Contemplating an IPO is a very important moment in a corporate’s life – as well as to the individuals involved. We really care about that, and we respect it.
Tim Smith, Chairman of Cranswick plc, explained that public companies are more tightly governed than private firms and that management teams should expect to be scrutinised by shareholders. Daksh advised entrepreneurs to put aside any reluctance to work with non-executive directors (NEDs). He explained that NEDs with listed company experience are often helpful to founders. Those with IPO experience are likely to prove particularly valuable.
The board of a listed company exists to protect shareholder value by supporting – and at times criticising – the executive team. Effective boards should comprise a balance of executive and non-executive directors from different backgrounds to serve on various board committees. Georgina warned that a hastily formed board could put-off potential investors. She advised companies to appoint new directors well before the execution of the IPO.
Effective boards are ones that are transparent and communicate clearly, with no nasty surprises. Board packs should contain enough information to make decisions without being overly burdensome. There was broad agreement that the most effective non-executive directors are prepared to engage with the business beyond the boardroom.

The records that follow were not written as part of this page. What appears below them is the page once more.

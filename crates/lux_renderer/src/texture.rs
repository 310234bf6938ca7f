//! Color fields sampled by materials.

use crate::{bitmap::Bitmap, perlin::Perlin, Color};
use lux_math::{Interval, Vec3};
use std::sync::Arc;

/// A color field over surface coordinates (u, v) and the hit point.
///
/// Every variant carries a multiplicative tint, white by default, applied
/// to the sampled value.
#[derive(Clone)]
pub enum Texture {
    /// Uniform color.
    Solid { tint: Color },
    /// 3D checkerboard alternating two sub-textures.
    Checker {
        inv_scale: f64,
        even: Arc<Texture>,
        odd: Arc<Texture>,
        tint: Color,
    },
    /// Marble-like band pattern driven by Perlin turbulence.
    Noise {
        noise: Perlin,
        scale: f64,
        tint: Color,
    },
    /// Nearest-pixel lookup into a decoded bitmap.
    Image { bitmap: Arc<Bitmap>, tint: Color },
}

impl Texture {
    /// Uniform color texture.
    pub fn solid(tint: Color) -> Self {
        Self::Solid { tint }
    }

    /// Checkerboard of two solid colors with the given cell scale.
    pub fn checker(scale: f64, even: Color, odd: Color) -> Self {
        Self::checker_textured(
            scale,
            Arc::new(Texture::solid(even)),
            Arc::new(Texture::solid(odd)),
        )
    }

    /// Checkerboard of two arbitrary sub-textures.
    pub fn checker_textured(scale: f64, even: Arc<Texture>, odd: Arc<Texture>) -> Self {
        Self::Checker {
            inv_scale: 1.0 / scale,
            even,
            odd,
            tint: Color::ONE,
        }
    }

    /// Noise texture with the given frequency scale.
    pub fn noise(scale: f64) -> Self {
        Self::Noise {
            noise: Perlin::new(),
            scale,
            tint: Color::ONE,
        }
    }

    /// Tinted noise texture.
    pub fn noise_tinted(tint: Color, scale: f64) -> Self {
        Self::Noise {
            noise: Perlin::new(),
            scale,
            tint,
        }
    }

    /// Image texture over a decoded bitmap.
    pub fn image(bitmap: Arc<Bitmap>) -> Self {
        Self::Image {
            bitmap,
            tint: Color::ONE,
        }
    }

    /// Tinted image texture.
    pub fn image_tinted(tint: Color, bitmap: Arc<Bitmap>) -> Self {
        Self::Image { bitmap, tint }
    }

    /// Sample the texture at surface coordinates (u, v) and hit point p.
    pub fn value(&self, u: f64, v: f64, p: Vec3) -> Color {
        match self {
            Self::Solid { tint } => *tint,

            Self::Checker {
                inv_scale,
                even,
                odd,
                tint,
            } => {
                let x = (inv_scale * p.x).floor() as i64;
                let y = (inv_scale * p.y).floor() as i64;
                let z = (inv_scale * p.z).floor() as i64;

                let is_even = (x + y + z) % 2 == 0;
                let cell = if is_even { even } else { odd };
                cell.value(u, v, p) * *tint
            }

            Self::Noise { noise, scale, tint } => {
                *tint
                    * Color::splat(0.5)
                    * (1.0 + (scale * p.z + 10.0 * noise.turb(p, 7)).sin())
            }

            Self::Image { bitmap, tint } => {
                // A missing bitmap samples as solid cyan as a debugging aid.
                if bitmap.is_empty() {
                    return Color::new(0.0, 1.0, 1.0);
                }

                let unit = Interval::new(0.0, 1.0);
                let u = unit.clamp(u);
                let v = 1.0 - unit.clamp(v); // Flip V to image coordinates

                let i = ((u * bitmap.width() as f64) as usize).min(bitmap.width() - 1);
                let j = ((v * bitmap.height() as f64) as usize).min(bitmap.height() - 1);

                *tint * bitmap.pixel(i, j)
            }
        }
    }
}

Michael Ansell, a partner at remuneration consultant, h2glenfern, said that remuneration was a potentially complex subject that companies must address before going public. This will likely mean a more formal, structured approach that aligns executives with shareholders. Private firms should consider forming a remuneration committee 12 months before a potential IPO.
Remuneration policies will be scrutinised by all stakeholders. Timely and transparent disclosure will help boards minimise potential controversies and build trust with key stakeholders.
How Investec can help
Jonathan Arrowsmith, Investec’s Head of Investment Banking, highlighted Investec’s distinctive culture. “As a founder-led business, Investec operates with an entrepreneurial perspective that sets us apart”. Broad experience and deep expertise help Investec steer companies through every stage of the IPO journey, from the first exploratory conversation to full-service brokerage.
Many companies prefer to test the water before making a commitment. Investec can introduce firms to a select group of potential investors, using the feedback to shape any future transaction. Issues often considered at this stage include the percentage of the company to be listed and the total amount of money to be raised. Positive feedback could be a green light to a full IPO. Negative feedback at this stage comes with a limited cost and could be an opportunity to reflect and reposition the investment case.
Finally, Investec can also play a critical role in helping companies establish their IPO valuation. Typically, valuations are based on a multiple of current-year earnings and a peer group comparison. A good broker should encourage conservative forecasts to minimise any potential IPO discount and to allow the potential for earnings upgrades later in the cycle.